◆ WHAT THE TASK REQUIRES
Nothing is to be altered. Print each record in full.

◆ Stored items

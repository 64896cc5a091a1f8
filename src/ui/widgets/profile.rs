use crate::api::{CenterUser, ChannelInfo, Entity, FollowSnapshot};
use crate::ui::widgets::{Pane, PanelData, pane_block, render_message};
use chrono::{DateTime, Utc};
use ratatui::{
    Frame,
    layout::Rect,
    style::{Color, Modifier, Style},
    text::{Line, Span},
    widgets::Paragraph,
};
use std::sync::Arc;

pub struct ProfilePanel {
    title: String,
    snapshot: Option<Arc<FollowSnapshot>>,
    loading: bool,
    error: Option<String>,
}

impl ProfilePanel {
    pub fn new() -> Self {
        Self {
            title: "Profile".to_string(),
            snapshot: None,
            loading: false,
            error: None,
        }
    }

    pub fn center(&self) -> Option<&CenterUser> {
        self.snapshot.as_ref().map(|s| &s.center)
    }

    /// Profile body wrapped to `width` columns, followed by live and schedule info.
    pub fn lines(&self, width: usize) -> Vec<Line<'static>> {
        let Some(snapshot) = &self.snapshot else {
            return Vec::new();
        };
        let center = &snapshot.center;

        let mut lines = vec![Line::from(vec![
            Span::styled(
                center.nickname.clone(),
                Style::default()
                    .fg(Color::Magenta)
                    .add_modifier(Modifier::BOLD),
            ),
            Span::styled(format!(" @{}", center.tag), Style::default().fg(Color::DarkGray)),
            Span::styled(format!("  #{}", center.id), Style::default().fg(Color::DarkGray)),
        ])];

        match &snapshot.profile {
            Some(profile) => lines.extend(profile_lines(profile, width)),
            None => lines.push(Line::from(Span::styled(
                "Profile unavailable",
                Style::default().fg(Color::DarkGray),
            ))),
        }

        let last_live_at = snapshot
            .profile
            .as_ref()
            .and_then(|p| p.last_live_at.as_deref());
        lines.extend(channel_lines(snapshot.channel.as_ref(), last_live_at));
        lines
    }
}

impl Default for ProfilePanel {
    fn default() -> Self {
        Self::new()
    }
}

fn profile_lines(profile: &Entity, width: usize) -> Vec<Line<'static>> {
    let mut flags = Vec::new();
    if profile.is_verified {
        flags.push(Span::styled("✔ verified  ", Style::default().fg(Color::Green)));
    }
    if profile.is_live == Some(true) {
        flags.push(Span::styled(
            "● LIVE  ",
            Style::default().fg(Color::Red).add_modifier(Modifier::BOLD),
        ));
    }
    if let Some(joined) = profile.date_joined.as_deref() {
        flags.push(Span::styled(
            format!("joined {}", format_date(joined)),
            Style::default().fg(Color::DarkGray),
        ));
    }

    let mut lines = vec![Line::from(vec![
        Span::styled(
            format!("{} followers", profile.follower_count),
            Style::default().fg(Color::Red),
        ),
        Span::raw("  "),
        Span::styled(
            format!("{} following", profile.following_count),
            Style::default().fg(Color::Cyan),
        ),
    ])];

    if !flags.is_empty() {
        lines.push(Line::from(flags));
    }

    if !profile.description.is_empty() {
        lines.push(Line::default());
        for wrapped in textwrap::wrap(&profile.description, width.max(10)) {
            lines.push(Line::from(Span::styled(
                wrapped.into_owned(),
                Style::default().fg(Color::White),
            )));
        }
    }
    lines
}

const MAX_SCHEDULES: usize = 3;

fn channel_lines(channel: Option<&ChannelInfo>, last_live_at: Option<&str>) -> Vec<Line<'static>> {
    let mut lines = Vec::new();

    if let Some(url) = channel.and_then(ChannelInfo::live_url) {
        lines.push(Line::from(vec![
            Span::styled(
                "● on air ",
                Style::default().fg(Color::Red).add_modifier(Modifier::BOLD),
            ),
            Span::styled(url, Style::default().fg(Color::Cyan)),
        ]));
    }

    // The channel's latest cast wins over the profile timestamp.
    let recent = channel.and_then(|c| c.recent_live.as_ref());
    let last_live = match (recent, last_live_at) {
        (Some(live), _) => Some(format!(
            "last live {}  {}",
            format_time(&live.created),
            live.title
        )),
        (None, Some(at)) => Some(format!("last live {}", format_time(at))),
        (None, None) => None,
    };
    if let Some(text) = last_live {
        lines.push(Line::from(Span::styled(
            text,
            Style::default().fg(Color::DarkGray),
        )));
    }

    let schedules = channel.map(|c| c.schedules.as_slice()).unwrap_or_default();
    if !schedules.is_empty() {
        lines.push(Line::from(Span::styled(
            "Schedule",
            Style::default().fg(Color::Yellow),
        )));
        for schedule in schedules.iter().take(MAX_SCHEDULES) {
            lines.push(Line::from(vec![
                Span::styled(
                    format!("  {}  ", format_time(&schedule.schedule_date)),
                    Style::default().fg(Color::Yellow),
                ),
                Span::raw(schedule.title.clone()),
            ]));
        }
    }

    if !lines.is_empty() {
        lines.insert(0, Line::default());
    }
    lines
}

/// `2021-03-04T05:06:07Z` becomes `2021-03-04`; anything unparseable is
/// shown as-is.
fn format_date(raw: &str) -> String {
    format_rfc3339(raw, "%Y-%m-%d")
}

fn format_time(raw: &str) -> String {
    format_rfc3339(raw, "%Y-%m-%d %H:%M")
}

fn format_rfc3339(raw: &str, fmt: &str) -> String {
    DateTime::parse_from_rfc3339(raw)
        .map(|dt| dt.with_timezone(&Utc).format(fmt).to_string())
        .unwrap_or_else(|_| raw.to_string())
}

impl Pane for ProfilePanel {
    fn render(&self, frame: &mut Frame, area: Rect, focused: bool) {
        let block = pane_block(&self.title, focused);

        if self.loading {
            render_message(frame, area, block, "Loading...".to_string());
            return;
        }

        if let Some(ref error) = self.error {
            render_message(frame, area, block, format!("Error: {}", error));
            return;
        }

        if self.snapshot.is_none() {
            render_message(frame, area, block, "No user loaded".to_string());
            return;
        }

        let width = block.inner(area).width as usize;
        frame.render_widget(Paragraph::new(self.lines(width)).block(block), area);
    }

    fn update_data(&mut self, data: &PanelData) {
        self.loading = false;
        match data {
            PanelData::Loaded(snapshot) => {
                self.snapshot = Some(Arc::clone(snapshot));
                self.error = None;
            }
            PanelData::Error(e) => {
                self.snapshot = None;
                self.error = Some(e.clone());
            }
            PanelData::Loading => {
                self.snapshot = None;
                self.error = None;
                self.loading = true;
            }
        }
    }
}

◆ RESULT OF THE EXERCISE
repository 64896cc5a091a1f8
filename src/ui/widgets/profile.rs
use crate::api::{CenterUser, ChannelInfo, Entity, FollowSnapshot};
use crate::ui::widgets::{Pane, PanelData, pane_block, render_message};
use chrono::{DateTime, Utc};
use ratatui::{
    Frame,
    layout::Rect,
    style::{Color, Modifier, Style},
    text::{Line, Span},
    widgets::Paragraph,
};
use std::sync::Arc;

pub struct ProfilePanel {
    title: String,
    snapshot: Option<Arc<FollowSnapshot>>,
    loading: bool,
    error: Option<String>,
}

impl ProfilePanel {
    pub fn new() -> Self {
        Self {
            title: "Profile".to_string(),
            snapshot: None,
            loading: false,
            error: None,
        }
    }

    pub fn center(&self) -> Option<&CenterUser> {
        self.snapshot.as_ref().map(|s| &s.center)
    }

    /// Profile body wrapped to `width` columns, followed by live and schedule info.
    pub fn lines(&self, width: usize) -> Vec<Line<'static>> {
        let Some(snapshot) = &self.snapshot else {
            return Vec::new();
        };
        let center = &snapshot.center;

        let mut lines = vec![Line::from(vec![
            Span::styled(
                center.nickname.clone(),
                Style::default()
                    .fg(Color::Magenta)
                    .add_modifier(Modifier::BOLD),
            ),
            Span::styled(format!(" @{}", center.tag), Style::default().fg(Color::DarkGray)),
            Span::styled(format!("  #{}", center.id), Style::default().fg(Color::DarkGray)),
        ])];

        match &snapshot.profile {
            Some(profile) => lines.extend(profile_lines(profile, width)),
            None => lines.push(Line::from(Span::styled(
                "Profile unavailable",
                Style::default().fg(Color::DarkGray),
            ))),
        }

        let last_live_at = snapshot
            .profile
            .as_ref()
            .and_then(|p| p.last_live_at.as_deref());
        lines.extend(channel_lines(snapshot.channel.as_ref(), last_live_at));
        lines
    }
}

impl Default for ProfilePanel {
    fn default() -> Self {
        Self::new()
    }
}

fn profile_lines(profile: &Entity, width: usize) -> Vec<Line<'static>> {
    let mut flags = Vec::new();
    if profile.is_verified {
        flags.push(Span::styled("✔ verified  ", Style::default().fg(Color::Green)));
    }
    if profile.is_live == Some(true) {
        flags.push(Span::styled(
            "● LIVE  ",
            Style::default().fg(Color::Red).add_modifier(Modifier::BOLD),
        ));
    }
    if let Some(joined) = profile.date_joined.as_deref() {
        flags.push(Span::styled(
            format!("joined {}", format_date(joined)),
            Style::default().fg(Color::DarkGray),
        ));
    }

    let mut lines = vec![Line::from(vec![
        Span::styled(
            format!("{} followers", profile.follower_count),
            Style::default().fg(Color::Red),
        ),
        Span::raw("  "),
        Span::styled(
            format!("{} following", profile.following_count),
            Style::default().fg(Color::Cyan),
        ),
    ])];

    if !flags.is_empty() {
        lines.push(Line::from(flags));
    }

    if !profile.description.is_empty() {
        lines.push(Line::default());
        for wrapped in textwrap::wrap(&profile.description, width.max(10)) {
            lines.push(Line::from(Span::styled(
                wrapped.into_owned(),
                Style::default().fg(Color::White),
            )));
        }
    }
    lines
}

const MAX_SCHEDULES: usize = 3;

fn channel_lines(channel: Option<&ChannelInfo>, last_live_at: Option<&str>) -> Vec<Line<'static>> {
    let mut lines = Vec::new();

    if let Some(url) = channel.and_then(ChannelInfo::live_url) {
        lines.push(Line::from(vec![
            Span::styled(
                "● on air ",
                Style::default().fg(Color::Red).add_modifier(Modifier::BOLD),
            ),
            Span::styled(url, Style::default().fg(Color::Cyan)),
        ]));
    }

    // The channel's latest cast wins over the profile timestamp.
    let recent = channel.and_then(|c| c.recent_live.as_ref());
    let last_live = match (recent, last_live_at) {
        (Some(live), _) => Some(format!(
            "last live {}  {}",
            format_time(&live.created),
            live.title
        )),
        (None, Some(at)) => Some(format!("last live {}", format_time(at))),
        (None, None) => None,
    };
    if let Some(text) = last_live {
        lines.push(Line::from(Span::styled(
            text,
            Style::default().fg(Color::DarkGray),
        )));
    }

    let schedules = channel.map(|c| c.schedules.as_slice()).unwrap_or_default();
    if !schedules.is_empty() {
        lines.push(Line::from(Span::styled(
            "Schedule",
            Style::default().fg(Color::Yellow),
        )));
        for schedule in schedules.iter().take(MAX_SCHEDULES) {
            lines.push(Line::from(vec![
                Span::styled(
                    format!("  {}  ", format_time(&schedule.schedule_date)),
                    Style::default().fg(Color::Yellow),
                ),
                Span::raw(schedule.title.clone()),
            ]));
        }
    }

    if !lines.is_empty() {
        lines.insert(0, Line::default());
    }
    lines
}

/// `2021-03-04T05:06:07Z` becomes `2021-03-04`; anything unparseable is
/// shown as-is.
fn format_date(raw: &str) -> String {
    format_rfc3339(raw, "%Y-%m-%d")
}

fn format_time(raw: &str) -> String {
    format_rfc3339(raw, "%Y-%m-%d %H:%M")
}

fn format_rfc3339(raw: &str, fmt: &str) -> String {
    DateTime::parse_from_rfc3339(raw)
        .map(|dt| dt.with_timezone(&Utc).format(fmt).to_string())
        .unwrap_or_else(|_| raw.to_string())
}

impl Pane for ProfilePanel {
    fn render(&self, frame: &mut Frame, area: Rect, focused: bool) {
        let block = pane_block(&self.title, focused);

        if self.loading {
            render_message(frame, area, block, "Loading...".to_string());
            return;
        }

        if let Some(ref error) = self.error {
            render_message(frame, area, block, format!("Error: {}", error));
            return;
        }

        if self.snapshot.is_none() {
            render_message(frame, area, block, "No user loaded".to_string());
            return;
        }

        let width = block.inner(area).width as usize;
        frame.render_widget(Paragraph::new(self.lines(width)).block(block), area);
    }

    fn update_data(&mut self, data: &PanelData) {
        self.loading = false;
        match data {
            PanelData::Loaded(snapshot) => {
                self.snapshot = Some(Arc::clone(snapshot));
                self.error = None;
            }
            PanelData::Error(e) => {
                self.snapshot = None;
                self.error = Some(e.clone());
            }
            PanelData::Loading => {
                self.snapshot = None;
                self.error = None;
                self.loading = true;
            }
        }
    }
}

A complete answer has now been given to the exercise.